# First Bath-----



## radar_jones (May 6, 2007)

Hi All. Well Radar had his very first bath tonight. We had to because of the playdate yesterday. Right now My Wife is playing with him and he'v very happy and clean. He didn't really shake too much in the sink at all but when we got him out and he was in the big towel man did he shake like crazy. He dried out pretty fast with the blow dryer which he didn't mind at all. The cotton balls fell out of his ears but we got them plenty dry. We put some stuff in his ears to prevent wax build up. I have some pics which will probably result in a few replies so please bear with me.

Thanks

Derek....enjoy....:biggrin1:


----------



## mintchip (Apr 19, 2007)

Awwwww! Adorable photos.


----------



## radar_jones (May 6, 2007)

More Pics....Enjoy

Derek


----------



## radar_jones (May 6, 2007)

Pics...Enjoy

Derek


----------



## radar_jones (May 6, 2007)

Oops..More Pics

Derek


----------



## dboudreau (Jan 12, 2007)

Derek you should put some of those pictures in the July Challenge. Very cute.


----------



## Missy (Nov 6, 2006)

awwwww.


----------



## radar_jones (May 6, 2007)

Last Ones


Derek


----------



## ama0722 (Nov 28, 2006)

How cute but you forgot the photo to show us how wet your shirt was and the face showing what soap taste like!

Amanda


----------



## radar_jones (May 6, 2007)

Well to be honest Radar was quite good for this bath. He didn't really squirm around too much only when we got him out and the cold air hit him when we were putting him in the towel. When we got him out of the towel my shirt was really only slightly wet because the towel was really absorbent and soaked up so much water. We did get wet though. There was water all over the floor and kitchen counter and we had a little flood in the area. Radar was bathed before we picked him up from the Breeders so he hadn't been in the bath for his very first time. He is all nice and soft and smells pretty good. The Shampoo smells alright and he came out pretty good for his first bath with us. The worse part was the brushing before hand. Man did he squirm around alot. He had a lot of matts but we wanted to get them out before we bathed him because they would get worse in the water if we didn't. All in All I would say it was a Success.


Derek


----------



## Thumper (Feb 18, 2007)

Aww! Love the pictures  

Aren't they just great after a bath? Smelling so pretty and so happy/energetic! Gucci gets real energized and loving after her bath. Its the best. I love bathtime.
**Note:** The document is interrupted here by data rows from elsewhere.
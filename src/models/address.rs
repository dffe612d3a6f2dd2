use crate::error::AddressError;
use lazy_static::lazy_static;
use regex::Regex;
use serde::{Deserialize, Serialize};
use sha2::{Digest, Sha512_256};
use std::fmt;
use std::str::FromStr;

const BASE32_ALPHABET: &[u8; 32] = b"ABCDEFGHIJKLMNOPQRSTUVWXYZ234567";
const CHECKSUM_LEN: usize = 4;
const ADDRESS_LEN: usize = 58;

lazy_static! {
    static ref ADDRESS_RE: Regex = Regex::new(r"^[A-Z2-7]{58}$").unwrap();
}

fn base32_encode(bytes: &[u8]) -> String {
    let mut out = String::with_capacity((bytes.len() * 8).div_ceil(5));
    let mut buffer: u32 = 0;
    let mut bits = 0u32;
    for &byte in bytes {
        buffer = (buffer << 8) | u32::from(byte);
        bits += 8;
        while bits >= 5 {
            bits -= 5;
            out.push(BASE32_ALPHABET[((buffer >> bits) & 31) as usize] as char);
        }
        buffer &= (1 << bits) - 1;
    }
    if bits > 0 {
        out.push(BASE32_ALPHABET[((buffer << (5 - bits)) & 31) as usize] as char);
    }
    out
}

fn base32_decode(input: &str) -> Option<Vec<u8>> {
    let mut out = Vec::with_capacity(input.len() * 5 / 8);
    let mut buffer: u32 = 0;
    let mut bits = 0u32;
    for ch in input.bytes() {
        let value = BASE32_ALPHABET.iter().position(|&a| a == ch)? as u32;
        buffer = (buffer << 5) | value;
        bits += 5;
        if bits >= 8 {
            bits -= 8;
            out.push((buffer >> bits) as u8);
            buffer &= (1 << bits) - 1;
        }
    }
    Some(out)
}

pub(crate) fn sha512_256(parts: &[&[u8]]) -> [u8; 32] {
    let mut hasher = Sha512_256::new();
    for part in parts {
        hasher.update(part);
    }
    let mut out = [0u8; 32];
    out.copy_from_slice(&hasher.finalize());
    out
}

/// An account address: 32-byte public key, shown as base32 with a 4-byte checksum.
#[derive(Clone, PartialEq, Eq, Hash, Serialize, Deserialize)]
#[serde(try_from = "String", into = "String")]
pub struct Address([u8; 32]);

impl Address {
    pub fn from_public_key(public_key: [u8; 32]) -> Self {
        Address(public_key)
    }

    /// Escrow address of an application: hash of `"appID"` and the big-endian id.
    pub fn for_application(app_id: u64) -> Self {
        Self::from_public_key(sha512_256(&[&b"appID"[..], &app_id.to_be_bytes()[..]]))
    }

    /// Deterministic dev account key material.
    pub fn from_seed(seed: &[u8]) -> Self {
        Self::from_public_key(sha512_256(&[&b"anjoli-dev-account"[..], seed]))
    }

    pub fn public_key(&self) -> &[u8; 32] {
        &self.0
    }

    /// `ABCDEFGH...UVWXYZ` form used on the connected-account line.
    pub fn short(&self) -> String {
        let full = self.to_string();
        format!("{}...{}", &full[..8], &full[full.len() - 6..])
    }

    fn checksum(public_key: &[u8; 32]) -> [u8; CHECKSUM_LEN] {
        let digest = sha512_256(&[&public_key[..]]);
        let mut checksum = [0u8; CHECKSUM_LEN];
        checksum.copy_from_slice(&digest[32 - CHECKSUM_LEN..]);
        checksum
    }
}

impl fmt::Display for Address {
    fn fmt(&self, f: &mut fmt::Formatter<'_>) -> fmt::Result {
        let mut raw = Vec::with_capacity(32 + CHECKSUM_LEN);
        raw.extend_from_slice(&self.0);
        raw.extend_from_slice(&Self::checksum(&self.0));
        f.write_str(&base32_encode(&raw))
    }
}

impl fmt::Debug for Address {
    fn fmt(&self, f: &mut fmt::Formatter<'_>) -> fmt::Result {
        write!(f, "Address({})", self.short())
    }
}

impl FromStr for Address {
    type Err = AddressError;

    fn from_str(s: &str) -> Result<Self, Self::Err> {
        let s = s.trim();
        if s.len() != ADDRESS_LEN {
            return Err(AddressError::Length(s.len()));
        }
        if !ADDRESS_RE.is_match(s) {
            return Err(AddressError::Alphabet);
        }
        let raw = base32_decode(s).ok_or(AddressError::Alphabet)?;
        if raw.len() != 32 + CHECKSUM_LEN {
            return Err(AddressError::Length(s.len()));
        }

        let mut public_key = [0u8; 32];
        public_key.copy_from_slice(&raw[..32]);
        if raw[32..] != Self::checksum(&public_key) {
            return Err(AddressError::Checksum);
        }
        Ok(Address(public_key))
    }
}

impl TryFrom<String> for Address {
    type Error = AddressError;

    fn try_from(value: String) -> Result<Self, Self::Error> {
        value.parse()
    }
}

impl From<Address> for String {
    fn from(address: Address) -> Self {
        address.to_string()
    }
}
In fact, today is bath day  Glad to hear it was a success!

Kara


----------



## radar_jones (May 6, 2007)

Yeah Radar went ballistic on the bed after we got him out of the towel. He began rubbing himself all over the comforter and trying to dry himself off. He shook and shook himself....:biggrin1: He smells really good right now and he's very soft. All we have to do right now is keep up with the brushing. My Wife and I had a "discussion" last night about wether or not to trim his but. I said that it was necessary to trim it so he won't get Feces stuck to it and she wants to let it grow so he can be in his natural coat. It took some convincing so she wouldn't think we were gonna shave his but only give it a simple little trim job to stop the "cling-ons".....:biggrin1: 


Derek


----------



## RedHeadedGator (Oct 4, 2006)

Oh Derek - he is just the cutest!! Loved the hoto: !


----------



## mckennasedona (Feb 20, 2007)

Great photos and he looks beautiful after his bath! 
I love the photo where you can see the individual water droplets hitting the counter...

Susan


----------



## radar_jones (May 6, 2007)

Yeah the Canon that we used is really good for that kind of photo. It captures the really fine details in the area.

Derek


----------



## Beamer (Jan 29, 2007)

I say shave his butt! Beamer has not had any 'clingons' sine we startng shaving/timming it at bath times.. We just use a electric hair timmer... one swoop and hes done!


----------



## radar_jones (May 6, 2007)

Yeah I'm gonna post a new thread for but hair trims.

Derek


----------